For The Verge, Kristen Sinclair wrote about the Twitch streamers fighting to keep minority languages alive.

She has partnered with language-learning app Duolingo to bring a little more Gaeilge to the world through her streams, be that through livestreaming Final Fantasy or painting and sketching. However, she believes that minority language Twitch creators like herself can’t be at the forefront of language revival alone. “Too many times do I see people treating people like me, fluent speakers, like their personal teachers or translators, and it’s not fair. I’m not a teacher, I’m just me. I think it’s important that communities don’t rely on one person ever to be a beacon, they need to work together to keep the language alive.”

Over on Vice, Steve Kupferman wrote about the parts seller keeping Atari machines alive. Do not, I repeat, do not waste this man's time.

“If I don’t hear back from him in three or four days, I get nervous trying to reach out again,” said Steve Maks, an Atari Lynx collector from the Chicago area who has placed orders with Best occasionally over the past 20 years. “It’s like, am I going to get on the ban list? Will I not be able to buy for six months? He’s the only source for some of these parts.”

For Kotaku, Nathan Grayson wrote about the GTA Online player who tried to perform Hamlet in a public lobby to hilarious effect.
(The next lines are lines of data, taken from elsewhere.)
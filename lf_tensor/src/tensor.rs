//! Owned tensor value handle.

use crate::backend::Backend;
use crate::data::TensorData;
use crate::element::Element;
use crate::error::{Error, Result};
use crate::shape::Shape;

/// A dense tensor owned by the caller, backed by `B::Tensor`.
///
/// Every operation allocates a fresh result; nothing is retained between
/// calls.
pub struct Tensor<B: Backend>(B::Tensor);

impl<B: Backend> Clone for Tensor<B> {
    fn clone(&self) -> Self {
        Tensor(self.0.clone())
    }
}

impl<B: Backend> std::fmt::Debug for Tensor<B> {
    fn fmt(&self, f: &mut std::fmt::Formatter<'_>) -> std::fmt::Result {
        f.debug_struct("Tensor")
            .field("shape", self.shape())
            .field("data", &self.as_slice())
            .finish()
    }
}

impl<B: Backend> Tensor<B> {
    // === Constructors ===

    /// Wrap backend storage.
    pub fn from_data(data: B::Tensor) -> Self {
        Tensor(data)
    }

    /// Create a tensor from row-major data.
    pub fn from_vec(data: Vec<B::Elem>, shape: impl Into<Shape>) -> Result<Self> {
        B::from_vec(data, shape.into()).map(Tensor)
    }

    /// Create a zeros tensor.
    pub fn zeros(shape: impl Into<Shape>) -> Self {
        Tensor(B::zeros(&shape.into()))
    }

    /// Create a ones tensor.
    pub fn ones(shape: impl Into<Shape>) -> Self {
        Self::full(shape, B::Elem::constant(1.0))
    }

    /// Create a tensor filled with `value`.
    pub fn full(shape: impl Into<Shape>, value: B::Elem) -> Self {
        Tensor(B::full(&shape.into(), value))
    }

    // === Accessors ===

    /// Get the backend storage.
    pub fn data(&self) -> &B::Tensor {
        &self.0
    }

    /// Unwrap into backend storage.
    pub fn into_data(self) -> B::Tensor {
        self.0
    }

    /// Get the shape.
    pub fn shape(&self) -> &Shape {
        self.0.shape()
    }

    /// Get number of dimensions.
    pub fn ndim(&self) -> usize {
        self.shape().ndim()
    }

    /// Get number of elements.
    pub fn numel(&self) -> usize {
        self.0.numel()
    }

    /// Size of the leading axis.
    pub fn rows(&self) -> usize {
        self.shape().rows()
    }

    /// Length of one leading-axis row.
    pub fn cols(&self) -> usize {
        self.shape().cols()
    }

    /// Get data as slice (for reading values).
    pub fn as_slice(&self) -> &[B::Elem] {
        self.0.as_slice()
    }

    /// Fail with `ShapeMismatch` unless `other` has exactly this shape.
    pub fn expect_shape(&self, op: &'static str, other: &Tensor<B>) -> Result<()> {
        if self.shape() == other.shape() {
            Ok(())
        } else {
            Err(Error::shape_mismatch(op, self.shape(), other.shape()))
        }
    }

    // === Unary operations ===

    pub fn neg(&self) -> Self {
        Tensor(B::neg(&self.0))
    }

    pub fn abs(&self) -> Self {
        Tensor(B::abs(&self.0))
    }

    pub fn signum(&self) -> Self {
        Tensor(B::signum(&self.0))
    }

    pub fn exp(&self) -> Self {
        Tensor(B::exp(&self.0))
    }

    pub fn log(&self) -> Self {
        Tensor(B::log(&self.0))
    }

    pub fn ln_1p(&self) -> Self {
        Tensor(B::ln_1p(&self.0))
    }

    pub fn cosh(&self) -> Self {
        Tensor(B::cosh(&self.0))
    }

    pub fn tanh(&self) -> Self {
        Tensor(B::tanh(&self.0))
    }

    pub fn sigmoid(&self) -> Self {
        Tensor(B::sigmoid(&self.0))
    }

    pub fn sqrt(&self) -> Self {
        Tensor(B::sqrt(&self.0))
    }

    pub fn square(&self) -> Self {
        Tensor(B::square(&self.0))
    }

    /// Apply `f` to every element.
    pub fn map<F>(&self, f: F) -> Self
    where
        F: Fn(B::Elem) -> B::Elem,
    {
        Tensor(B::map(&self.0, f))
    }

    // === Binary operations ===

    pub fn add(&self, other: &Self) -> Result<Self> {
        B::add(&self.0, &other.0).map(Tensor)
    }

    pub fn sub(&self, other: &Self) -> Result<Self> {
        B::sub(&self.0, &other.0).map(Tensor)
    }

    pub fn mul(&self, other: &Self) -> Result<Self> {
        B::mul(&self.0, &other.0).map(Tensor)
    }

    pub fn div(&self, other: &Self) -> Result<Self> {
        B::div(&self.0, &other.0).map(Tensor)
    }

    pub fn maximum(&self, other: &Self) -> Result<Self> {
        B::maximum(&self.0, &other.0).map(Tensor)
    }

    /// Combine with `other` element by element.
    pub fn zip_map<F>(&self, other: &Self, f: F) -> Result<Self>
    where
        F: Fn(B::Elem, B::Elem) -> B::Elem,
    {
        B::zip_map(&self.0, &other.0, f).map(Tensor)
    }

    // === Scalar operations ===

    pub fn scale(&self, factor: B::Elem) -> Self {
        Tensor(B::scale(&self.0, factor))
    }

    pub fn add_scalar(&self, value: B::Elem) -> Self {
        Tensor(B::add_scalar(&self.0, value))
    }

    // === Reductions ===

    pub fn sum(&self) -> B::Elem {
        B::sum(&self.0)
    }

    pub fn mean(&self) -> B::Elem {
        B::mean(&self.0)
    }

    pub fn dot(&self, other: &Self) -> Result<B::Elem> {
        B::dot(&self.0, &other.0)
    }

    // === Shape operations ===

    pub fn reshape(&self, shape: impl Into<Shape>) -> Result<Self> {
        B::reshape(&self.0, &shape.into()).map(Tensor)
    }

    /// Split along the leading axis at row `at`.
    pub fn split_rows(&self, at: usize) -> Result<(Self, Self)> {
        let (head, tail) = B::split_rows(&self.0, at)?;
        Ok((Tensor(head), Tensor(tail)))
    }

    /// Concatenate tensors along the leading axis.
    pub fn concat_rows(parts: &[&Self]) -> Result<Self> {
        let raw: Vec<&B::Tensor> = parts.iter().map(|t| &t.0).collect();
        B::concat_rows(&raw).map(Tensor)
    }

    /// Accumulate `other` into this tensor in place.
    pub fn accumulate(&mut self, other: &Self) -> Result<()> {
        B::accumulate(&mut self.0, &other.0)
    }
}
“What a piece of work is a man,” he recited as numerous players chattered in the background and bullets whizzed past him, killing others involved in a spontaneous skirmish. “How noble in reason, how infinite in faculty. In form and moving, how express and admirable. In action how like an angel, in apprehension how like a god.”

I thought Katharine's piece on the best and worst graphics card box art of all time was eye-opening. Huge fan of The Robo Frog.

Music this week is Isaiah Rashad's "Headshots". Hazy hip-hop goodness, and Rashad at his best.

That's me. Have a solid Sunday everyone!